Editor's note: This story includes images that some readers may find disturbing.
When photojournalist Lynsey Addario was awarded the MacArthur Fellowship in 2009, she took it as a chance to work on a topic that many photographers and editors shied away from: maternal mortality. Her photos of overcrowded hospitals, bloody delivery room floors and midwives in training illustrate the challenges women face in childbirth and what the global health community is doing to overcome it. The series was featured at this year's Visa Pour L'image festival in Perpignan, France.
Addario has borne witness to some of the most intense global conflicts of her time. She has worked for publications like The New York Times, National Geographic and Time Magazine and has covered life under the Taliban in Afghanistan and the plight of Syrian refugees. She has been kidnapped twice while on assignment, most recently in Libya in 2011 while covering the civil war.
Every two minutes, a woman dies from childbirth or pregnancy-related causes, and many of these deaths are entirely preventable. While the global health community has made great strides bringing down the rate of these maternal mortalities since efforts intensified in the early 1990s, the reality for many mothers is still harrowing.
We spoke to Addario, author of the 2015 memoir It's What I Do: A Photographer's Life of Love and War, about what drives her work and what she's witnessed over a decade of reporting on this topic. The interview has been edited and condensed for clarity.
How did you get interested in the topic of maternal mortality?
In 2009 I was named a MacArthur Fellow. It was the first time in my career where I was given money to work on a project without an assignment, so I could choose something that I felt was important to cover. I started learning about the incredible number of women who were dying in childbirth every year. It wasn't a story that was easy to get published — I think most editors felt it wasn't a sexy topic. Most people just don't realize what a big deal this is.

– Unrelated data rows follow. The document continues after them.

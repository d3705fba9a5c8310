use crate::commands::build_facade;
use crate::error::RelayError;

use common::ErrorLocation;

use relay_core::config::RelayConfig;

use std::panic::Location;

use log::info;

/// `push-relay stop`: tell a running worker to drop its connection.
///
/// No worker at all counts as stopped.
pub async fn run(config: &RelayConfig) -> Result<(), RelayError> {
    let facade = build_facade(config, 0)?;

    if facade.stop().await {
        info!("Worker stopped");
        Ok(())
    } else {
        Err(RelayError::StopFailed {
            message: format!("Worker for {} is running but unreachable", config.app.title),
            location: ErrorLocation::from(Location::caller()),
        })
    }
}
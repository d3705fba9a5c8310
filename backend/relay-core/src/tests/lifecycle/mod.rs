mod guard;
mod launch;
mod record;
mod spawn;
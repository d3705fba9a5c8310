pub mod config;
pub mod connection;
pub mod error;
pub mod facade;
pub mod handshake;
pub mod lifecycle;
pub mod notify;
pub mod pipe;
pub mod protocol;
pub mod settings;
pub mod worker;

#[cfg(test)]
mod tests;

pub const APP_NAME: &str = "push-relay";
pub const PROTOCOL_VERSION: &str = "1";
pub const CHILD_MARKER: &str = "child";
pub const RETRY_TOKEN_PREFIX: &str = "$cout:";
pub const NOTIFICATION_SUFFIX: &str = "_notification";
pub const PIPE_SUFFIX: &str = const_format::concatcp!(NOTIFICATION_SUFFIX, "_pipe");
pub const CONTROLLER_PIPE_SUFFIX: &str = "_host";
pub const LIVENESS_RECORD_FILE: &str = "app_system.ini";
pub const CRASH_LOG_FILE: &str = "crash.txt";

[Early in the project,] in the very first hospital I walked into outside of Freetown, Sierra Leone, I literally watched a very young woman, Mamma Sessay, hemorrhage in front of me on camera and die. And I knew that it was a story I had to continue with.
You write in your book Of Love & War that what compels you to do photojournalism is "documenting injustice." How does that apply in this series?
If you're a poor woman living in a village where there are no medical professionals around, and you don't have enough money to get to a hospital, then you run the risk of dying in childbirth. That's injustice. I think everyone is entitled to a safe delivery. In 2019 there should be medical facilities within reach for anyone to be able to access them, or mobile clinics.
Were you a mother when you started the project?
No. In fact I always used to joke around on the delivery ward that I would never become a mother because I had photographed so many women delivering, and I knew it was such a painful and difficult experience. Then in 2011 I gave birth to my first son, so I ended up doing it anyway. Even though this project made me more scared to actually deliver because I know how many things can go wrong.
Ironically my own delivery in 2011 was not a great experience. I moved to London when I was 32 weeks pregnant and delivered at 37 weeks. I had no doctor, basically just showed up at the hospital nine centimeters dilated and delivered with whatever midwife was on duty. Now that I've been doing this project for 10 years, there are so many things I would suggest to first-time mothers — or second-time mothers.
Like what?
Like maybe have a doula or have someone with you who can be an advocate — who can explain to you what's going on with your body, who can help you navigate the pain. Someone who can understand if something's going wrong, like the symptoms of preeclampsia: headaches, sweating, swelling. There's so much that we just don't know, that we're not taught. People take childbirth for granted.
What is it like talking to your male colleagues about this project?
Most of them just haven't paid attention to this work. Colleagues have said things to me about some stories — like the woman giving birth on the side of the road in the Philippines and the Mamma Sessay story — because they're sensational, but no one really asked me about the work, which is interesting in and of itself. I think people sort of shy away from talking about birth, you know? Unless it's something happy and positive.
What has surprised you while photographing this series?
How much access people give me. I've photographed — I can't even count how many — probably three or four dozen births. The women invite me into very intimate spaces. I obviously try to be very respectful of how I photograph something like this. It's one of the most beautiful things I've ever witnessed, watching a baby be born. It's something delicate to photograph because it's so incredible and at the same time it's very graphic. It's hard, and it's always surprising to me how many people have let me in.
That word "graphic" jumps out at me. I'm looking at one of your photos now, where there's blood on a delivery room floor, and it's uncomfortable in a way that's different than looking at blood from violence.
It is different. It's different because no one thinks of childbirth like that. They think of childbirth as Hallmark pictures, but there's a lot that's not beautiful about it.
You've been working on this project for 10 years now. What has changed?
The statistics [for maternal mortality] have gone down, which is incredible, and there's a lot more awareness. There are so many organizations — like Every Mother Counts, which is Christy Turlington's organization, and UNFPA and UNICEF — working to fight maternal death. There's more information, but it's still too many — one woman a day is too many.